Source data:
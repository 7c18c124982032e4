//! Filesystem-backed profile store.

use std::io::Write;
use std::path::{Path, PathBuf};

use serde_json::Value;

use crate::error::{PublisherError, Result};
use crate::provider::{validate_submission, IdentityKey, ProfileSink, ProfileSource};

const SKELETON_FILE: &str = "skeleton.json";
const PROFILES_DIR: &str = "profiles";

// ── DirectoryStore ────────────────────────────────────────────────────────────

/// Profiles stored as one JSON document per user.
///
/// Lookups by email or username scan every stored profile. The store is
/// safe for concurrent readers and writers within one process: each write
/// goes through its own temp file and lands atomically, so concurrent
/// writes of the same user leave exactly one of them in place.
#[derive(Debug, Clone)]
pub struct DirectoryStore {
    root: PathBuf,
}

impl DirectoryStore {
    /// Open a store rooted at `root`, creating its directories if needed.
    ///
    /// # Errors
    ///
    /// Returns `PublisherError::Io` if the directories cannot be created.
    pub fn open(root: impl Into<PathBuf>) -> Result<Self> {
        let root = root.into();
        std::fs::create_dir_all(root.join(PROFILES_DIR))?;
        Ok(Self { root })
    }

    pub fn root(&self) -> &Path {
        &self.root
    }

    /// Replace the skeleton profile.
    pub fn save_skeleton(&self, document: &Value) -> Result<()> {
        write_document(&self.root.join(SKELETON_FILE), document)
    }

    /// Read the skeleton profile.
    ///
    /// # Errors
    ///
    /// `NotFound` when no skeleton has been saved.
    pub fn load_skeleton(&self) -> Result<Value> {
        let path = self.root.join(SKELETON_FILE);
        if !path.exists() {
            return Err(PublisherError::NotFound(format!(
                "no skeleton profile in {}",
                self.root.display()
            )));
        }
        read_document(&path)
    }

    /// Store a profile under its `user_id`, overwriting any previous copy.
    ///
    /// # Errors
    ///
    /// `SchemaViolation` if the document lacks a user id, primary email or
    /// primary username.
    pub fn save(&self, document: &Value) -> Result<PathBuf> {
        let user_id = validate_submission(document)?;
        let path = self.profile_path(user_id);
        write_document(&path, document)?;
        Ok(path)
    }

    /// Load a profile by user id.
    pub fn load(&self, user_id: &str) -> Result<Value> {
        let path = self.profile_path(user_id);
        if !path.exists() {
            return Err(PublisherError::NotFound(format!(
                "profile not found: {user_id}"
            )));
        }
        read_document(&path)
    }

    /// User ids of every stored profile, sorted.
    pub fn list(&self) -> Result<Vec<String>> {
        let mut ids = self
            .documents()?
            .into_iter()
            .filter_map(|doc| doc["user_id"]["value"].as_str().map(str::to_string))
            .collect::<Vec<_>>();
        ids.sort();
        Ok(ids)
    }

    /// Find the one stored profile `key` selects.
    pub fn find(&self, key: &IdentityKey) -> Result<Value> {
        if let IdentityKey::UserId(user_id) = key {
            return self.load(user_id);
        }

        let mut matches = self
            .documents()?
            .into_iter()
            .filter(|doc| key.matches(doc))
            .collect::<Vec<_>>();

        match matches.len() {
            1 => Ok(matches.remove(0)),
            0 => Err(PublisherError::NotFound(format!(
                "no profile with {} {key}",
                key.attribute()
            ))),
            n => Err(PublisherError::NotFound(format!(
                "{n} profiles share {} {key}",
                key.attribute()
            ))),
        }
    }

    // ── Internal helpers ──────────────────────────────────────────────────────

    fn profile_path(&self, user_id: &str) -> PathBuf {
        self.root
            .join(PROFILES_DIR)
            .join(format!("{}.json", file_stem(user_id)))
    }

    fn documents(&self) -> Result<Vec<Value>> {
        let mut documents = Vec::new();
        for entry in std::fs::read_dir(self.root.join(PROFILES_DIR))? {
            let path = entry?.path();
            if path.extension().and_then(|e| e.to_str()) == Some("json") {
                documents.push(read_document(&path)?);
            }
        }
        Ok(documents)
    }
}

impl ProfileSource for DirectoryStore {
    fn fetch_profile(&self, key: Option<&IdentityKey>) -> Result<Value> {
        match key {
            Some(key) => self.find(key),
            None => self.load_skeleton(),
        }
    }
}

impl ProfileSink for DirectoryStore {
    fn submit_profile(&self, document: &Value) -> Result<bool> {
        let path = self.save(document)?;
        log::debug!("Stored profile at {}", path.display());
        Ok(true)
    }
}

/// User ids contain characters like `|`; keep the safe ones and
/// percent-encode the rest.
fn file_stem(user_id: &str) -> String {
    let mut stem = String::with_capacity(user_id.len());
    for byte in user_id.bytes() {
        match byte {
            b'A'..=b'Z' | b'a'..=b'z' | b'0'..=b'9' | b'-' | b'_' | b'.' | b'@' => {
                stem.push(byte as char)
            }
            _ => stem.push_str(&format!("%{byte:02X}")),
        }
    }
    stem
}

fn read_document(path: &Path) -> Result<Value> {
    let bytes = std::fs::read(path)?;
    serde_json::from_slice(&bytes).map_err(|e| {
        PublisherError::InvalidFileFormat(format!(
            "failed to parse profile file {}: {e}",
            path.display()
        ))
    })
}

fn write_document(path: &Path, document: &Value) -> Result<()> {
    let json = serde_json::to_vec_pretty(document)
        .map_err(|e| PublisherError::SerializationError(e.to_string()))?;
    write_atomic(path, &json)
}

/// Write `data` to `path` through a uniquely named sibling temp file and a
/// rename, so readers never see a partial document.
fn write_atomic(path: &Path, data: &[u8]) -> Result<()> {
    let parent = match path.parent() {
        Some(parent) if !parent.as_os_str().is_empty() => parent,
        _ => Path::new("."),
    };
    std::fs::create_dir_all(parent)?;

    let mut tmp = tempfile::NamedTempFile::new_in(parent)?;
    tmp.write_all(data)?;
    tmp.persist(path).map_err(|e| e.error)?;

    Ok(())
}

// ── Tests ─────────────────────────────────────────────────────────────────────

• [What you have to do] Every record above has to appear again, word for word.

• [Problem solution]
repository 7c18c124982032e4
//! Filesystem-backed profile store.

use std::io::Write;
use std::path::{Path, PathBuf};

use serde_json::Value;

use crate::error::{PublisherError, Result};
use crate::provider::{validate_submission, IdentityKey, ProfileSink, ProfileSource};

const SKELETON_FILE: &str = "skeleton.json";
const PROFILES_DIR: &str = "profiles";

// ── DirectoryStore ────────────────────────────────────────────────────────────

/// Profiles stored as one JSON document per user.
///
/// Lookups by email or username scan every stored profile. The store is
/// safe for concurrent readers and writers within one process: each write
/// goes through its own temp file and lands atomically, so concurrent
/// writes of the same user leave exactly one of them in place.
#[derive(Debug, Clone)]
pub struct DirectoryStore {
    root: PathBuf,
}

impl DirectoryStore {
    /// Open a store rooted at `root`, creating its directories if needed.
    ///
    /// # Errors
    ///
    /// Returns `PublisherError::Io` if the directories cannot be created.
    pub fn open(root: impl Into<PathBuf>) -> Result<Self> {
        let root = root.into();
        std::fs::create_dir_all(root.join(PROFILES_DIR))?;
        Ok(Self { root })
    }

    pub fn root(&self) -> &Path {
        &self.root
    }

    /// Replace the skeleton profile.
    pub fn save_skeleton(&self, document: &Value) -> Result<()> {
        write_document(&self.root.join(SKELETON_FILE), document)
    }

    /// Read the skeleton profile.
    ///
    /// # Errors
    ///
    /// `NotFound` when no skeleton has been saved.
    pub fn load_skeleton(&self) -> Result<Value> {
        let path = self.root.join(SKELETON_FILE);
        if !path.exists() {
            return Err(PublisherError::NotFound(format!(
                "no skeleton profile in {}",
                self.root.display()
            )));
        }
        read_document(&path)
    }

    /// Store a profile under its `user_id`, overwriting any previous copy.
    ///
    /// # Errors
    ///
    /// `SchemaViolation` if the document lacks a user id, primary email or
    /// primary username.
    pub fn save(&self, document: &Value) -> Result<PathBuf> {
        let user_id = validate_submission(document)?;
        let path = self.profile_path(user_id);
        write_document(&path, document)?;
        Ok(path)
    }

    /// Load a profile by user id.
    pub fn load(&self, user_id: &str) -> Result<Value> {
        let path = self.profile_path(user_id);
        if !path.exists() {
            return Err(PublisherError::NotFound(format!(
                "profile not found: {user_id}"
            )));
        }
        read_document(&path)
    }

    /// User ids of every stored profile, sorted.
    pub fn list(&self) -> Result<Vec<String>> {
        let mut ids = self
            .documents()?
            .into_iter()
            .filter_map(|doc| doc["user_id"]["value"].as_str().map(str::to_string))
            .collect::<Vec<_>>();
        ids.sort();
        Ok(ids)
    }

    /// Find the one stored profile `key` selects.
    pub fn find(&self, key: &IdentityKey) -> Result<Value> {
        if let IdentityKey::UserId(user_id) = key {
            return self.load(user_id);
        }

        let mut matches = self
            .documents()?
            .into_iter()
            .filter(|doc| key.matches(doc))
            .collect::<Vec<_>>();

        match matches.len() {
            1 => Ok(matches.remove(0)),
            0 => Err(PublisherError::NotFound(format!(
                "no profile with {} {key}",
                key.attribute()
            ))),
            n => Err(PublisherError::NotFound(format!(
                "{n} profiles share {} {key}",
                key.attribute()
            ))),
        }
    }

    // ── Internal helpers ──────────────────────────────────────────────────────

    fn profile_path(&self, user_id: &str) -> PathBuf {
        self.root
            .join(PROFILES_DIR)
            .join(format!("{}.json", file_stem(user_id)))
    }

    fn documents(&self) -> Result<Vec<Value>> {
        let mut documents = Vec::new();
        for entry in std::fs::read_dir(self.root.join(PROFILES_DIR))? {
            let path = entry?.path();
            if path.extension().and_then(|e| e.to_str()) == Some("json") {
                documents.push(read_document(&path)?);
            }
        }
        Ok(documents)
    }
}

impl ProfileSource for DirectoryStore {
    fn fetch_profile(&self, key: Option<&IdentityKey>) -> Result<Value> {
        match key {
            Some(key) => self.find(key),
            None => self.load_skeleton(),
        }
    }
}

impl ProfileSink for DirectoryStore {
    fn submit_profile(&self, document: &Value) -> Result<bool> {
        let path = self.save(document)?;
        log::debug!("Stored profile at {}", path.display());
        Ok(true)
    }
}

/// User ids contain characters like `|`; keep the safe ones and
/// percent-encode the rest.
fn file_stem(user_id: &str) -> String {
    let mut stem = String::with_capacity(user_id.len());
    for byte in user_id.bytes() {
        match byte {
            b'A'..=b'Z' | b'a'..=b'z' | b'0'..=b'9' | b'-' | b'_' | b'.' | b'@' => {
                stem.push(byte as char)
            }
            _ => stem.push_str(&format!("%{byte:02X}")),
        }
    }
    stem
}

fn read_document(path: &Path) -> Result<Value> {
    let bytes = std::fs::read(path)?;
    serde_json::from_slice(&bytes).map_err(|e| {
        PublisherError::InvalidFileFormat(format!(
            "failed to parse profile file {}: {e}",
            path.display()
        ))
    })
}

fn write_document(path: &Path, document: &Value) -> Result<()> {
    let json = serde_json::to_vec_pretty(document)
        .map_err(|e| PublisherError::SerializationError(e.to_string()))?;
    write_atomic(path, &json)
}

/// Write `data` to `path` through a uniquely named sibling temp file and a
/// rename, so readers never see a partial document.
fn write_atomic(path: &Path, data: &[u8]) -> Result<()> {
    let parent = match path.parent() {
        Some(parent) if !parent.as_os_str().is_empty() => parent,
        _ => Path::new("."),
    };
    std::fs::create_dir_all(parent)?;

    let mut tmp = tempfile::NamedTempFile::new_in(parent)?;
    tmp.write_all(data)?;
    tmp.persist(path).map_err(|e| e.error)?;

    Ok(())
}

// ── Tests ─────────────────────────────────────────────────────────────────────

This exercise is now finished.